無料公開で今すぐ読める!猫にまつわる名作純文学3選

猫の純文学

おうち時間が増えてきた今日この頃、たまには愛猫とともにまったりと読書を楽しむのも乙なものですよね。著作権の切れた文芸作品を無料公開している『青空文庫』なら、書店に足を運ばなくてもスマホから今すぐ文学の世界に浸ることができますよ。

今回は、そんな青空文庫で読める、猫好きにおすすめな名作純文学をピックアップしてご紹介していきたいと思います♪

目次
■純文学デビューにもおすすめ。夏目漱石『吾輩は猫である』
■ペットロスに寄り添う…内田百閒『ノラや』
■猫の奔放な魅力がさく裂。谷崎潤一郎『猫と庄造と二人のをんな』
■文豪の猫愛にどっぷりと浸って


純文学デビューにもおすすめ。夏目漱石『吾輩は猫である』

吾輩は猫である

「吾輩は猫である。名前はまだ無い。」

日本文学の中でもっとも有名な書き出しといえるのではないでしょうか。猫の目線から人間や社会を観察した新鮮な語り口で、夏目漱石の処女作にして当時から大変な人気を博しました。

純文学ってなんだか堅苦しくて私には難しそう…とネガティブなイメージを持っている方にこそ、『吾輩は猫である』はおすすめできる作品です。とにかく内容がライトで読みやすく、スラスラと読めてしまうのです。

人間のことがよくわからないなりに鋭い観察眼を持っている「吾輩」と、飼い主である英語教師の苦沙弥(くしゃみ)先生、彼らを取り巻く変わった人びととの暮らしがユーモラスにつづられています。

『吾輩は猫である』のモデルとなった漱石の飼い猫が亡くなると、漱石は親しい人や門弟に死亡通知書を出したといわれています。そして、猫ちゃんが眠る墓石に『此の下に稲妻起る宵あらん』という句を添え、月命日には鮭の切り身と鰹節を供えました。

漱石の愛猫に対する思いが伝わるエピソードですよね。



ペットロスに寄り添う…内田百閒『ノラや』

ノラや

これほどまでに猫愛が深い作品は他にないかもしれません。

飼い猫であるノラがある日ふらりと出て行ったまま戻らず、すべてを投げうって探し回り悲嘆にくれる日々がエッセイとして綴られています。迷い猫のために2万枚以上も広告を刷り、大枚をはたいて新聞広告を打ち、果てには外国人に拾われているのかもと英字ポスターまで制作してノラを探し続ける百閒。ペットを飼ったことのない人からすれば笑ってしまうほど狼狽し泣きくれるさまは、ペットロスを経験した飼い主さんにとっては強く心を打つに違いありません。
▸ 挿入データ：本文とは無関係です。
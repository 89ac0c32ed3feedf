// src/compose.rs
//
// Composition engine: binary arithmetic over realized stochastic nodes.
//
// The result role is resolved by a symmetric table over the operand roles;
// values follow broadcast rules across the two sampling axes. Combining a
// Variability node with an Uncertainty node takes the outer product
// `result[i][j] = a[i] op b[j]`, which is where composite (VU) nodes come
// from. The engine is pure: it never samples, and both operands must
// already hold realized values.

use serde::{Deserialize, Serialize};

use crate::error::McError;
use crate::node::{Matrix, McNode, NodeValues, Role};

/// Binary arithmetic operator over nodes.
#[derive(Debug, Clone, Copy, PartialEq, Eq, Serialize, Deserialize)]
#[serde(rename_all = "snake_case")]
pub enum BinaryOp {
    Add,
    Sub,
    Mul,
    Div,
}

impl BinaryOp {
    /// Apply to a pair of scalars. Division follows IEEE-754; a zero
    /// divisor yields an infinity or NaN that propagates downstream.
    pub fn apply(&self, a: f64, b: f64) -> f64 {
        match self {
            BinaryOp::Add => a + b,
            BinaryOp::Sub => a - b,
            BinaryOp::Mul => a * b,
            BinaryOp::Div => a / b,
        }
    }

    pub fn symbol(&self) -> char {
        match self {
            BinaryOp::Add => '+',
            BinaryOp::Sub => '-',
            BinaryOp::Mul => '*',
            BinaryOp::Div => '/',
        }
    }
}

/// Resolve the role of `a op b` per the symmetric role table.
///
/// Constant broadcasts into anything; same-axis pairs stay on their axis;
/// Variability x Uncertainty spans both axes; VU absorbs everything.
pub fn resolve_role(a: Role, b: Role) -> Role {
    use Role::*;
    match (a, b) {
        (Constant, r) | (r, Constant) => r,
        (Variability, Variability) => Variability,
        (Uncertainty, Uncertainty) => Uncertainty,
        (Variability, Uncertainty) | (Uncertainty, Variability) => VariabilityUncertainty,
        (VariabilityUncertainty, _) | (_, VariabilityUncertainty) => VariabilityUncertainty,
    }
}

fn shape_mismatch(a: &McNode, a_len: usize, b: &McNode, b_len: usize) -> McError {
    McError::ShapeMismatch {
        left: a.name.clone(),
        left_len: a_len,
        right: b.name.clone(),
        right_len: b_len,
    }
}

/// Combine two realized nodes with a binary operator.
///
/// Fails with `ShapeMismatch` when two nodes on the same axis have
/// different declared lengths. Never triggers sampling.
pub fn compose(
    op: BinaryOp,
    a: &McNode,
    b: &McNode,
    name: impl Into<String>,
) -> Result<McNode, McError> {
    let name = name.into();
    let role = resolve_role(a.role, b.role);

    let values = match (&a.values, &b.values) {
        // Constant op Constant
        (NodeValues::Scalar(x), NodeValues::Scalar(y)) => NodeValues::Scalar(op.apply(*x, *y)),

        // Constant broadcast over a vector axis (both operand orders; the
        // operator is not symmetric for Sub/Div).
        (NodeValues::Scalar(x), NodeValues::Vector(ys)) => {
            NodeValues::Vector(ys.iter().map(|y| op.apply(*x, *y)).collect())
        }
        (NodeValues::Vector(xs), NodeValues::Scalar(y)) => {
            NodeValues::Vector(xs.iter().map(|x| op.apply(*x, *y)).collect())
        }

        // Constant broadcast over a composite.
        (NodeValues::Scalar(x), NodeValues::Matrix(m)) => {
            let out = Matrix::from_fn(m.nrows(), m.ncols(), |i, j| op.apply(*x, m.get(i, j)))?;
            NodeValues::Matrix(out)
        }
        (NodeValues::Matrix(m), NodeValues::Scalar(y)) => {
            let out = Matrix::from_fn(m.nrows(), m.ncols(), |i, j| op.apply(m.get(i, j), *y))?;
            NodeValues::Matrix(out)
        }

        // Vector op vector: elementwise on a shared axis, or the outer
        // product across axes.
        (NodeValues::Vector(xs), NodeValues::Vector(ys)) => match (a.role, b.role) {
            (Role::Variability, Role::Uncertainty) => {
                let out = Matrix::from_fn(xs.len(), ys.len(), |i, j| op.apply(xs[i], ys[j]))?;
                NodeValues::Matrix(out)
            }
            (Role::Uncertainty, Role::Variability) => {
                let out = Matrix::from_fn(ys.len(), xs.len(), |i, j| op.apply(xs[j], ys[i]))?;
                NodeValues::Matrix(out)
            }
            _ => {
                if xs.len() != ys.len() {
                    return Err(shape_mismatch(a, xs.len(), b, ys.len()));
                }
                NodeValues::Vector(
                    xs.iter()
                        .zip(ys.iter())
                        .map(|(x, y)| op.apply(*x, *y))
                        .collect(),
                )
            }
        },

        // Composite op vector: broadcast the vector across its missing axis.
        (NodeValues::Matrix(m), NodeValues::Vector(ys)) => {
            let out = broadcast_matrix_vector(op, m, ys, b.role, false)
                .map_err(|(ml, vl)| shape_mismatch(a, ml, b, vl))?;
            NodeValues::Matrix(out)
        }
        (NodeValues::Vector(xs), NodeValues::Matrix(m)) => {
            let out = broadcast_matrix_vector(op, m, xs, a.role, true)
                .map_err(|(ml, vl)| shape_mismatch(b, ml, a, vl))?;
            NodeValues::Matrix(out)
        }

        // Composite op composite: elementwise with equal shapes.
        (NodeValues::Matrix(ma), NodeValues::Matrix(mb)) => {
            if ma.nrows() != mb.nrows() || ma.ncols() != mb.ncols() {
                return Err(shape_mismatch(
                    a,
                    ma.nrows() * ma.ncols(),
                    b,
                    mb.nrows() * mb.ncols(),
                ));
            }
            let out =
                Matrix::from_fn(ma.nrows(), ma.ncols(), |i, j| {
                    op.apply(ma.get(i, j), mb.get(i, j))
                })?;
            NodeValues::Matrix(out)
        }
    };

    Ok(McNode {
        name,
        role,
        values,
        distribution: None,
        seed: None,
    })
}

/// Broadcast a 1-D operand across the composite's missing axis, then apply
/// elementwise. `vector_is_lhs` preserves operand order for Sub/Div.
///
/// On a length mismatch returns `(matrix_axis_len, vector_len)`.
fn broadcast_matrix_vector(
    op: BinaryOp,
    m: &Matrix,
    v: &[f64],
    v_role: Role,
    vector_is_lhs: bool,
) -> Result<Matrix, (usize, usize)> {
    let pick = |i: usize, j: usize| match v_role {
        Role::Variability => v[i],
        Role::Uncertainty => v[j],
        // Vector payloads only occur for the two 1-D roles.
        _ => unreachable!("vector payload with role {:?}", v_role),
    };

    match v_role {
        Role::Variability if v.len() != m.nrows() => return Err((m.nrows(), v.len())),
        Role::Uncertainty if v.len() != m.ncols() => return Err((m.ncols(), v.len())),
        _ => {}
    }

    let out = Matrix::from_fn(m.nrows(), m.ncols(), |i, j| {
        if vector_is_lhs {
            op.apply(pick(i, j), m.get(i, j))
        } else {
            op.apply(m.get(i, j), pick(i, j))
        }
    })
    .expect("composite operand has validated non-empty shape");
    Ok(out)
}

#[cfg(test)]
mod tests {
    use super::*;

    fn var(name: &str, values: Vec<f64>) -> McNode {
        let n = values.len();
        McNode::variability(name, values, n).unwrap()
    }

    fn unc(name: &str, values: Vec<f64>) -> McNode {
        let n = values.len();
        McNode::uncertainty(name, values, n).unwrap()
    }

    #[test]
    fn role_table_is_symmetric() {
        use Role::*;
        let roles = [Constant, Variability, Uncertainty, VariabilityUncertainty];
        for &a in &roles {
            for &b in &roles {
                assert_eq!(resolve_role(a, b), resolve_role(b, a));
            }
        }
        assert_eq!(resolve_role(Constant, Constant), Constant);
        assert_eq!(resolve_role(Variability, Uncertainty), VariabilityUncertainty);
        assert_eq!(
            resolve_role(VariabilityUncertainty, Constant),
            VariabilityUncertainty
        );
    }

    #[test]
    fn outer_product_spans_both_axes() {
        // nsv=2 variability [1, 2], nsu=2 uncertainty [10, 20]:
        // result[i][j] = v[i] * u[j] = [[10, 20], [20, 40]].
        let v = var("v", vec![1.0, 2.0]);
        let u = unc("u", vec![10.0, 20.0]);
        let out = compose(BinaryOp::Mul, &v, &u, "v*u").unwrap();
        assert_eq!(out.role, Role::VariabilityUncertainty);
        let m = out.as_matrix().unwrap();
        assert_eq!(m.get(0, 0), 10.0);
        assert_eq!(m.get(0, 1), 20.0);
        assert_eq!(m.get(1, 0), 20.0);
        assert_eq!(m.get(1, 1), 40.0);
    }

    #[test]
    fn outer_product_respects_operand_order() {
        let v = var("v", vec![1.0, 2.0]);
        let u = unc("u", vec![10.0, 20.0]);
        // u - v must be u[j] - v[i], still shaped nsv x nsu.
        let out = compose(BinaryOp::Sub, &u, &v, "u-v").unwrap();
        let m = out.as_matrix().unwrap();
        assert_eq!((m.nrows(), m.ncols()), (2, 2));
        assert_eq!(m.get(0, 0), 9.0);
        assert_eq!(m.get(1, 1), 18.0);
    }

    #[test]
    fn elementwise_requires_equal_lengths() {
        let a = var("a", vec![1.0, 2.0, 3.0]);
        let b = var("b", vec![1.0, 2.0, 3.0, 4.0]);
        let err = compose(BinaryOp::Add, &a, &b, "a+b").unwrap_err();
        match err {
            McError::ShapeMismatch {
                left_len, right_len, ..
            } => {
                assert_eq!((left_len, right_len), (3, 4));
            }
            other => panic!("expected ShapeMismatch, got {:?}", other),
        }
    }

    #[test]
    fn constant_broadcast_keeps_operand_order() {
        let c = McNode::constant("c", 10.0);
        let v = var("v", vec![1.0, 2.0]);

        let left = compose(BinaryOp::Sub, &c, &v, "c-v").unwrap();
        assert_eq!(left.as_vector().unwrap(), &[9.0, 8.0]);
        assert_eq!(left.role, Role::Variability);

        let right = compose(BinaryOp::Sub, &v, &c, "v-c").unwrap();
        assert_eq!(right.as_vector().unwrap(), &[-9.0, -8.0]);
    }

    #[test]
    fn constant_broadcast_over_uncertainty() {
        let c = McNode::constant("c", 2.0);
        let u = unc("u", vec![1.0, 2.0, 3.0]);
        let out = compose(BinaryOp::Mul, &c, &u, "c*u").unwrap();
        assert_eq!(out.role, Role::Uncertainty);
        assert_eq!(out.as_vector().unwrap(), &[2.0, 4.0, 6.0]);
    }

    #[test]
    fn vu_broadcasts_missing_axis() {
        let v = var("v", vec![1.0, 2.0]);
        let u = unc("u", vec![10.0, 20.0, 30.0]);
        let vu = compose(BinaryOp::Mul, &v, &u, "vu").unwrap();

        // VU + Variability: v[i] added down each column.
        let plus_v = compose(BinaryOp::Add, &vu, &v, "vu+v").unwrap();
        let m = plus_v.as_matrix().unwrap();
        assert_eq!(m.get(0, 0), 11.0);
        assert_eq!(m.get(1, 2), 62.0);

        // Uncertainty / VU: u[j] over each row, vector on the left.
        let u_over = compose(BinaryOp::Div, &u, &vu, "u/vu").unwrap();
        let m = u_over.as_matrix().unwrap();
        assert_eq!(m.get(0, 0), 10.0 / 10.0);
        assert_eq!(m.get(1, 1), 20.0 / 40.0);
        assert_eq!(u_over.role, Role::VariabilityUncertainty);
    }

    #[test]
    fn vu_axis_mismatch_is_rejected() {
        let v = var("v", vec![1.0, 2.0]);
        let u = unc("u", vec![10.0, 20.0, 30.0]);
        let vu = compose(BinaryOp::Mul, &v, &u, "vu").unwrap();

        let short_v = var("short_v", vec![1.0, 2.0, 3.0]);
        assert!(matches!(
            compose(BinaryOp::Add, &vu, &short_v, "bad"),
            Err(McError::ShapeMismatch { .. })
        ));

        let short_u = unc("short_u", vec![1.0]);
        assert!(matches!(
            compose(BinaryOp::Add, &vu, &short_u, "bad"),
            Err(McError::ShapeMismatch { .. })
        ));
    }

    #[test]
    fn vu_elementwise_requires_equal_shape() {
        let v = var("v", vec![1.0, 2.0]);
        let u2 = unc("u2", vec![1.0, 2.0]);
        let u3 = unc("u3", vec![1.0, 2.0, 3.0]);
        let a = compose(BinaryOp::Mul, &v, &u2, "a").unwrap();
        let b = compose(BinaryOp::Mul, &v, &u3, "b").unwrap();
        assert!(matches!(
            compose(BinaryOp::Add, &a, &b, "a+b"),
            Err(McError::ShapeMismatch { .. })
        ));
    }

    #[test]
    fn division_follows_ieee754() {
        let a = var("a", vec![1.0, -1.0]);
        let z = McNode::constant("z", 0.0);
        let out = compose(BinaryOp::Div, &a, &z, "a/z").unwrap();
        let xs = out.as_vector().unwrap();
        assert!(xs[0].is_infinite() && xs[0] > 0.0);
        assert!(xs[1].is_infinite() && xs[1] < 0.0);
    }
}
ノラにそっくりな仔猫・クルツがなんとなく居つくようになって、だんだん情が動いていく描写もほほえましく、なんて愛情の深い夫婦なんだろうとほっこりします。

百閒は他にも、先に紹介した『吾輩は猫である』のパロディ『贋作 吾輩は猫である』を発表しており、原作では不遇な最期を遂げる「吾輩」に救済を与える作品で、こちらも猫好きにおすすめしたい一冊ですよ。


猫の奔放な魅力がさく裂。谷崎潤一郎『猫と庄造と二人のをんな』

猫と庄造と二人のをんな

気まぐれで甘え上手、わかりやすいかと思いきやミステリアス……人が愛してやまない、猫ちゃんのそんな魅力が詰まった作品です。雌猫のリリーを中心に据えながら、3人の男女の愛憎模様が緻密なタッチで描かれています。

元夫とよりを戻すための駆け引きの道具としてリリーを引き取りたいと申し出る品子、品子の言うとおりに動くのは癪に障るものの、自分より庄造に愛されるリリーが疎ましい福子、流されやすいゆえにリリーを品子に渡したものの、未練を断ち切ることができない庄造。三者三様、男女の”どうしようもなさ”を主題に置きながらも、リリーの猫らしい魅力を質感まで感じられるほどリアルに描写しています。

愛猫家の皆さんは、作中の人物たちと同様、リリーに心惹かれていくことでしょう。


文豪の猫愛にどっぷりと浸って

愛猫家向けのおすすめ本

書斎にこもりがちでクリエイティブな感性を持つ文豪からこそ、ことさら猫ちゃんを愛でた愛猫家は数多く存在しています。

そんな彼らの目線を通して改めて猫ちゃんにフォーカスしてみることで、新たな魅力を発見できるかもしれません。この冬はぜひ、猫愛にあふれた純文学の世界に浸ってみてくださいね。